¿Podemos
decir que vivimos las bienaventuranzas? ¿Podemos afirmar con sinceridad que no
nos hemos dejado seducir por tantas falsas promesas y profecías engañosas que
nos rodean? ¿Hemos buscado verdaderamente el tesoro escondido en el campo, ese
Reino de Dios que es la perla preciosa de nuestras vidas?
Si no es así,
hermanos, ¡ánimo! No estamos solos en este camino. Quienes anhelamos la
felicidad entre los brazos de Dios sabemos que solo Él puede colmar nuestro
corazón. ¡Adelante, los que mantenemos encendida la llama de la esperanza en
medio del bullicio de nuestras ciudades y pueblos! A todos los que escuchamos
la voz del Señor, él nos interpela con amor y nos pregunta: Dime, ¿en qué cosas
concretas vives las Bienaventuranzas?
Dificultades
¡Ay, Señor!, qué
difícil es seguirte en todo lo que nos exiges.
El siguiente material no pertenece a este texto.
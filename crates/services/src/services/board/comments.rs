use chrono::Utc;
use db::models::comment::{Comment, CreateComment};

use super::{
    BoardError, BoardService, Loadable, Outcome,
    children::{local_id, owner_of},
    state::{ChildSlot, CommentsScope},
    validate_content,
};

impl BoardService {
    pub fn comments(&self, task_id: &str) -> Loadable<Vec<Comment>> {
        self.lock_state()
            .comments
            .get(task_id)
            .map(ChildSlot::items)
            .unwrap_or_default()
    }

    pub async fn fetch_comments(&self, task_id: &str) -> Result<Vec<Comment>, BoardError> {
        self.fetch_children(
            CommentsScope(task_id.to_string()),
            Comment::find_by_task_id(self.gateway(), task_id),
            "Failed to load comments",
        )
        .await
    }

    /// Posts a comment as `user_id`, normally the signed-in user.
    pub async fn add_comment(
        &self,
        task_id: &str,
        user_id: &str,
        content: &str,
    ) -> Result<Comment, BoardError> {
        let data = CreateComment {
            task_id: task_id.to_string(),
            user_id: user_id.to_string(),
            content: validate_content(content)?,
        };
        let draft = Comment::draft(local_id(), &data, Utc::now());
        self.add_child(
            CommentsScope(task_id.to_string()),
            draft,
            Comment::create(self.gateway(), &data),
            Outcome::success("Comment added", "Failed to add comment"),
        )
        .await
    }

    pub async fn delete_comment(&self, comment_id: &str) -> Result<(), BoardError> {
        let task_id = owner_of(&self.lock_state().comments, comment_id)
            .ok_or_else(|| BoardError::not_found("comment", comment_id))?;
        self.remove_child(
            CommentsScope(task_id),
            comment_id,
            Comment::delete(self.gateway(), comment_id),
            Outcome::info("Comment deleted", "Failed to delete comment"),
        )
        .await
    }
}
Y, sin embargo, hermanos, si
leemos atentamente el Evangelio, nos damos cuenta de que el Señor no se
equivoca. ¿Amamos solo a quienes nos aman? ¡Bien! ¿Perdonamos solo a los que
nos han perdonado primero? ¡Estupendo! ¿Prestamos solo a quienes sabemos que
nos devolverán? ¡Precioso! Pero, hermanos, ¿qué tiene de extraordinario todo
esto? ¡Es lo que hacen todos!
Sí, Señor, tú
tienes razón. En el fondo, nuestro cristianismo muchas veces se ha reducido a
una vida de sentido común, con un barniz de Evangelio. No se nos ve, o se nos
ve poco, casi imperceptiblemente, y vivimos contentos con lo poco que hacemos.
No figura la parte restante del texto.